[Saved entries]
mod messages;
mod pitches;
mod profiles;
mod projects;
mod users;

## Work to complete
Copy the line containing "mod pitches;" and every line after it, through the last line of the records. Include nothing else.

## Task result
mod pitches;
mod profiles;
mod projects;
mod users;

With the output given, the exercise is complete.